Idle Time For Solar Cells

Harvard’s Clean Energy Project harnesses computer downtime to screen candidate organic photovoltaic materials

by Bethany Halford
November 15, 2010 | A version of this story appeared in Volume 88, Issue 46

If you’ve ever wanted to help the search for the next generation of solar cells, but didn’t feel you had the scientific chops to do so, now you can pitch in by simply downloading a computer screensaver from clean energy.harvard.edu.
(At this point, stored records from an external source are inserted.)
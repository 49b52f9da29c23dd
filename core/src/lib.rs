//! Parrot comment detection core.
//! Flags source comments that merely restate the identifiers and literals of
//! the statement they annotate. Frontends lower each supported language into
//! a small syntax model; detection runs over that model only.

use std::path::Path;

use anyhow::Context;
use globset::{Glob, GlobSet, GlobSetBuilder};
use log::debug;
use serde::{Deserialize, Serialize};

pub mod anchor;
pub mod detect;
pub mod error;
pub mod frontend;
pub mod syntax;
pub mod vocab;
pub mod words;

pub use detect::{check, Evidence, OVERLAP_THRESHOLD, PARROT_MESSAGE};
pub use error::ParseError;
pub use frontend::{language_for_path, parse, Language};
pub use syntax::{AnchorKind, CommentGroup, CommentRecord, ParsedFile, SourceNode};

/// Top-level configuration shared by the CLI and the language server.
#[derive(Debug, Clone, Serialize, Deserialize)]
#[serde(default)]
pub struct Config {
    /// Paths matching any of these globs are never analyzed.
    pub ignore_globs: Vec<String>,
    /// Languages to analyze; files in other languages are skipped.
    pub languages: Vec<Language>,
    /// Files larger than this are skipped when walking directories.
    pub max_file_kb: Option<u64>,
}

impl Default for Config {
    fn default() -> Self {
        Self {
            ignore_globs: vec![
                "**/.git/**".into(),
                "**/target/**".into(),
                "**/node_modules/**".into(),
                "**/vendor/**".into(),
                "**/third_party/**".into(),
                "**/dist/**".into(),
                "**/build/**".into(),
                "**/*.min.*".into(),
            ],
            languages: Language::ALL.to_vec(),
            max_file_kb: Some(1024),
        }
    }
}

impl Config {
    /// Read a YAML config. A missing file yields the defaults.
    pub fn load(path: &Path) -> anyhow::Result<Config> {
        if !path.exists() {
            return Ok(Config::default());
        }
        let contents = std::fs::read_to_string(path)
            .with_context(|| format!("failed to read config {}", path.display()))?;
        Config::from_yaml(&contents)
            .with_context(|| format!("failed to parse config {}", path.display()))
    }

    pub fn from_yaml(contents: &str) -> anyhow::Result<Config> {
        if contents.trim().is_empty() {
            return Ok(Config::default());
        }
        Ok(serde_yaml::from_str(contents)?)
    }
}

/// Location metadata in 1-based line/column coordinates.
#[derive(Debug, Clone, Copy, PartialEq, Eq, Serialize, Deserialize)]
pub struct Location {
    pub line: usize,
    pub column: usize,
}

/// A comment that restates its code.
#[derive(Debug, Clone, PartialEq, Serialize, Deserialize)]
pub struct Diagnostic {
    pub message: String,
    pub location: Location,
    /// Byte range of the comment in the source text.
    pub span: (usize, usize),
    pub snippet: String,
    pub evidence: Evidence,
}

/// Result of analyzing one file.
#[derive(Debug, Clone, Serialize, Deserialize)]
pub struct FileReport {
    pub language: Language,
    pub comments_checked: usize,
    pub diagnostics: Vec<Diagnostic>,
}

pub struct Analyzer {
    config: Config,
    ignore: Option<GlobSet>,
}

impl Analyzer {
    pub fn new(config: Config) -> anyhow::Result<Self> {
        let ignore = if config.ignore_globs.is_empty() {
            None
        } else {
            let mut builder = GlobSetBuilder::new();
            for pattern in &config.ignore_globs {
                let glob = Glob::new(pattern)
                    .map_err(|e| anyhow::anyhow!("invalid ignore glob `{pattern}`: {e}"))?;
                builder.add(glob);
            }
            Some(builder.build()?)
        };
        Ok(Self { config, ignore })
    }

    /// Language of `path` if it has a frontend and is enabled.
    pub fn supports(&self, path: &Path) -> Option<Language> {
        language_for_path(path).filter(|lang| self.config.languages.contains(lang))
    }

    pub fn is_ignored(&self, path: &Path) -> bool {
        self.ignore.as_ref().is_some_and(|set| set.is_match(path))
    }

    pub fn within_size_limit(&self, path: &Path) -> bool {
        let Some(limit_kb) = self.config.max_file_kb else {
            return true;
        };
        if let Ok(meta) = std::fs::metadata(path) {
            meta.len() <= limit_kb.saturating_mul(1024)
        } else {
            false
        }
    }

    /// Analyze `text` using the language implied by `path`'s extension.
    pub fn analyze(&self, path: &Path, text: &str) -> Result<FileReport, ParseError> {
        let language = language_for_path(path).ok_or_else(|| ParseError::Unsupported {
            path: path.to_path_buf(),
        })?;
        let report = self.analyze_as(language, text)?;
        debug!(
            "{}: {} comments, {} diagnostics",
            path.display(),
            report.comments_checked,
            report.diagnostics.len()
        );
        Ok(report)
    }

    pub fn analyze_as(&self, language: Language, text: &str) -> Result<FileReport, ParseError> {
        let parsed = parse(language, text)?;
        Ok(FileReport {
            language,
            comments_checked: parsed.comment_count(),
            diagnostics: check(&parsed),
        })
    }
}

#[cfg(test)]
mod tests {
    use super::*;

    fn analyzer() -> Analyzer {
        Analyzer::new(Config::default()).unwrap()
    }

    #[test]
    fn default_config_enables_every_language() {
        let a = analyzer();
        assert_eq!(a.supports(Path::new("main.go")), Some(Language::Go));
        assert_eq!(a.supports(Path::new("lib.rs")), Some(Language::Rust));
        assert_eq!(a.supports(Path::new("notes.txt")), None);
    }

    #[test]
    fn disabled_language_is_not_supported() {
        let config = Config::from_yaml("languages: [rust]\n").unwrap();
        let a = Analyzer::new(config).unwrap();
        assert_eq!(a.supports(Path::new("lib.rs")), Some(Language::Rust));
        assert_eq!(a.supports(Path::new("main.go")), None);
    }

    #[test]
    fn partial_yaml_keeps_defaults() {
        let config = Config::from_yaml("max_file_kb: 8\n").unwrap();
        assert_eq!(config.max_file_kb, Some(8));
        assert_eq!(config.languages.len(), Language::ALL.len());
        assert!(!config.ignore_globs.is_empty());
        assert!(Config::from_yaml("").unwrap().max_file_kb.is_some());
    }

    #[test]
    fn missing_config_file_yields_defaults() {
        let config = Config::load(Path::new("definitely/not/here/parrot.yml")).unwrap();
        assert_eq!(config.max_file_kb, Some(1024));
    }

    #[test]
    fn invalid_glob_is_rejected() {
        let config = Config {
            ignore_globs: vec!["[unclosed".into()],
            ..Config::default()
        };
        assert!(Analyzer::new(config).is_err());
    }

    #[test]
    fn ignores_vendored_paths() {
        let a = analyzer();
        assert!(a.is_ignored(Path::new("./node_modules/pkg/index.js")));
        assert!(a.is_ignored(Path::new("crate/target/debug/build.rs")));
        assert!(!a.is_ignored(Path::new("src/main.rs")));
    }

    #[test]
    fn size_limit_saturates() {
        let manifest = Path::new(env!("CARGO_MANIFEST_DIR")).join("Cargo.toml");
        let huge = Analyzer::new(Config {
            max_file_kb: Some(u64::MAX),
            ..Config::default()
        })
        .unwrap();
        assert!(huge.within_size_limit(&manifest));

        let tiny = Analyzer::new(Config {
            max_file_kb: Some(0),
            ..Config::default()
        })
        .unwrap();
        assert!(!tiny.within_size_limit(&manifest));
        assert!(!huge.within_size_limit(Path::new("no/such/file.rs")));
    }

    #[test]
    fn analyze_reports_parrot_comments() {
        let src = "fn main() {\n    // connect to the database\n    connect_to_database();\n}\n";
        let report = analyzer().analyze(Path::new("main.rs"), src).unwrap();
        assert_eq!(report.language, Language::Rust);
        assert_eq!(report.comments_checked, 1);
        assert_eq!(report.diagnostics.len(), 1);
        assert_eq!(report.diagnostics[0].location, Location { line: 2, column: 5 });
        assert_eq!(report.diagnostics[0].snippet, "// connect to the database");
    }

    #[test]
    fn unknown_extension_is_unsupported() {
        let err = analyzer().analyze(Path::new("notes.txt"), "hi").unwrap_err();
        assert!(matches!(err, ParseError::Unsupported { .. }));
    }

    #[test]
    fn diagnostics_serialize_with_evidence() {
        let src = "def run():\n    # fetch user from database\n    \
                   user = fetch_user_from_database()\n";
        let report = analyzer().analyze_as(Language::Python, src).unwrap();
        let json = serde_json::to_value(&report).unwrap();
        assert_eq!(json["language"], "python");
        assert_eq!(json["diagnostics"][0]["message"], PARROT_MESSAGE);
        assert_eq!(json["diagnostics"][0]["evidence"]["anchor_kind"], "assignment");
    }
}
use std::process;

fn connect_to_database() -> Result<(), String> {
    Ok(())
}

fn main() {
    // connect to the database // want "parrot"
    let mut result = connect_to_database();

    // if error return // want "parrot"
    if result.is_err() {
        process::exit(1);
    }

    // This explains WHY we retry: network can be flaky in k8s
    result = connect_to_database();
    if result.is_err() {
        process::exit(1);
    }

    // fetch user from database // want "parrot"
    let user = fetch_user_from_database();
    println!("{user}");
}

fn fetch_user_from_database() -> String {
    "alice".to_string()
}

// process_order handles order processing // want "parrot"
fn process_order() {}

// validate_input ensures business rules are met before processing
// This is a policy decision: we reject orders under $10 to avoid payment fees
fn validate_input() {}
use std::net::Ipv4Addr;
use std::sync::Arc;
use std::time::Instant;

use eyre::WrapErr;

use piso_gateway::api::{self, AppContext};
use piso_gateway::coin_ingress::CoinBridge;
use piso_gateway::config::Config;
use piso_gateway::db;
use piso_gateway::events::EventBus;
use piso_gateway::firewall::{Firewall, IptablesFirewall};
use piso_gateway::identity::IdentityResolver;
use piso_gateway::metrics;
use piso_gateway::net::{NeighborTable, ProcNeighborTable};
use piso_gateway::reconcile::Reconciler;
use piso_gateway::session::SessionEngine;
use piso_gateway::shaper::{Shaper, TcShaper};
use piso_gateway::slots::SlotManager;
use piso_gateway::ttl::TtlDetector;

fn main() -> eyre::Result<()> {
    color_eyre::install()?;

    tokio::runtime::Builder::new_multi_thread()
        .enable_all()
        .build()?
        .block_on(async_main())
}

async fn async_main() -> eyre::Result<()> {
    init_logging();

    tracing::info!("Starting PisoWiFi gateway");

    let config = Config::load()?;
    tracing::info!(
        port = config.server.port,
        lan = %config.network.lan_interface,
        wan = %config.network.wan_interface,
        ttl_iface = %config.network.ttl_interface,
        gpio_coin_pin = config.gpio.coin_pin,
        gpio_led_pin = config.gpio.led_pin,
        dns_interceptor = config.network.enable_dns_interceptor,
        dev_mode = config.server.dev_mode,
        "Configuration loaded"
    );

    let db = db::create_pool(&config.database.url).await?;
    tracing::info!("Database connected");

    db::run_migrations(&db).await?;
    tracing::info!("Database migrations complete");

    // Refuse to boot on a half-initialized store rather than guess at the
    // coin timeout or the LAN layout.
    let portal_settings = db::get_portal_settings(&db)
        .await
        .wrap_err("portal_settings singleton missing; refusing to boot")?;
    let network = db::get_network_config(&db)
        .await
        .wrap_err("network_config singleton missing; refusing to boot")?;
    tracing::info!(
        coin_timeout = portal_settings.coin_timeout,
        gateway_ip = %network.gateway_ip,
        "Settings loaded"
    );

    let firewall: Arc<dyn Firewall> = Arc::new(
        IptablesFirewall::new(
            &config.network.lan_interface,
            &config.network.wan_interface,
            config.server.port,
        )
        .await
        .wrap_err("firewall driver init failed")?,
    );
    let shaper: Arc<dyn Shaper> =
        Arc::new(TcShaper::new(&config.network.lan_interface).wrap_err("shaper driver init failed")?);
    let neighbors: Arc<dyn NeighborTable> = Arc::new(ProcNeighborTable::new());
    let bus = EventBus::new();
    let slots = SlotManager::new(db.clone(), bus.clone());
    let engine = Arc::new(SessionEngine::new(
        db.clone(),
        firewall.clone(),
        shaper.clone(),
        neighbors.clone(),
        bus.clone(),
        slots.clone(),
    ));
    let detector = Arc::new(TtlDetector::new(
        db.clone(),
        firewall.clone(),
        neighbors.clone(),
        bus.clone(),
    ));
    let reconciler = Arc::new(Reconciler::new(db.clone(), firewall.clone(), shaper.clone()));
    let bridge = CoinBridge::new(config.gpio.bridge_addr.clone(), db.clone(), slots.clone());

    // Interception and global caps are projections of stored state; a
    // failure here is logged and healed by reconciliation, not fatal.
    if let Err(e) = firewall.install_portal_redirect().await {
        tracing::error!(error = %e, "portal redirect setup failed; clients may reach WAN unmetered");
    }
    if network.bandwidth_enabled
        && network.bandwidth_download_limit > 0
        && network.bandwidth_upload_limit > 0
    {
        if let Err(e) = shaper
            .set_global(
                network.bandwidth_download_limit.clamp(0, u32::MAX as i64) as u32,
                network.bandwidth_upload_limit.clamp(0, u32::MAX as i64) as u32,
            )
            .await
        {
            tracing::error!(error = %e, "global bandwidth cap setup failed");
        }
    }

    let gateway_ip: Ipv4Addr = network
        .gateway_ip
        .parse()
        .unwrap_or_else(|_| Ipv4Addr::new(10, 0, 0, 1));
    let resolver = IdentityResolver::new(
        neighbors.clone(),
        gateway_ip,
        network.lan_prefix.clamp(0, 32) as u8,
    );

    let ctx = Arc::new(AppContext {
        db: db.clone(),
        config: config.clone(),
        firewall: firewall.clone(),
        shaper: shaper.clone(),
        resolver,
        slots: slots.clone(),
        engine: engine.clone(),
        bus: bus.clone(),
        started_at: Instant::now(),
    });

    metrics::UP.set(1.0);
    tracing::info!("Gateway tasks starting");

    let ttl_iface = config.network.ttl_interface.clone();
    tokio::select! {
        result = api::serve(ctx.clone()) => {
            if let Err(e) = result {
                tracing::error!(error = %e, "HTTP server error");
            }
        }
        result = engine.clone().run() => {
            if let Err(e) = result {
                tracing::error!(error = %e, "session engine error");
            }
        }
        result = detector.clone().run(ttl_iface) => {
            if let Err(e) = result {
                tracing::error!(error = %e, "TTL detector error");
            }
        }
        result = reconciler.clone().run() => {
            if let Err(e) = result {
                tracing::error!(error = %e, "reconciliation error");
            }
        }
        result = bridge.run() => {
            if let Err(e) = result {
                tracing::error!(error = %e, "coin bridge error");
            }
        }
        _ = wait_for_shutdown_signal() => {}
    }

    metrics::UP.set(0.0);
    tracing::info!("PisoWiFi gateway stopped");
    Ok(())
}

/// Initialize tracing/logging with structured output
fn init_logging() {
    use tracing_subscriber::{fmt, prelude::*, EnvFilter};

    let filter = EnvFilter::try_from_default_env()
        .unwrap_or_else(|_| EnvFilter::new("info,piso_gateway=debug"));

    tracing_subscriber::registry()
        .with(fmt::layer().with_target(true))
        .with(filter)
        .init();
}

/// Wait for shutdown signals (SIGINT/SIGTERM)
async fn wait_for_shutdown_signal() {
    use tokio::signal;

    let ctrl_c = async {
        if let Err(e) = signal::ctrl_c().await {
            tracing::error!(error = %e, "failed to install Ctrl+C handler");
            std::future::pending::<()>().await;
        }
    };

    #[cfg(unix)]
    let terminate = async {
        match signal::unix::signal(signal::unix::SignalKind::terminate()) {
            Ok(mut stream) => {
                stream.recv().await;
            }
            Err(e) => {
                tracing::error!(error = %e, "failed to install signal handler");
                std::future::pending::<()>().await;
            }
        }
    };

    #[cfg(not(unix))]
    let terminate = std::future::pending::<()>();

    tokio::select! {
        _ = ctrl_c => {
            tracing::info!("Received Ctrl+C, initiating shutdown");
        }
        _ = terminate => {
            tracing::info!("Received SIGTERM, initiating shutdown");
        }
    }
}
When you are not using your computer, chemists from Harvard University will harness the central processing unit (CPU) to churn out computational data on organic photovoltaics that are candidate solar-cell materials. The undertaking, known as the Clean Energy Project, is a joint venture between Alán Aspuru-Guzik’s group and IBM. The project launched Phase I for molecular mechanics calculations in 2008. As of last week, Macintosh computers and PCs that run on Microsoft Windows could start participating in Phase II, which focuses on electronic structure calculations. “This first-principles quantum chemical investigation is performed on the World Community Grid, or WCG,” Aspuru-Guzik explains. “WCG currently has 530,000 members with 1.6 million computers, which altogether provide 180 years of CPU time every day to each of the seven currently active projects.” Clean Energy Project results will be publicly available, he adds, and will “allow for a massive computational screening and design of potential candidate structures at the heart of organic photovoltaic materials.”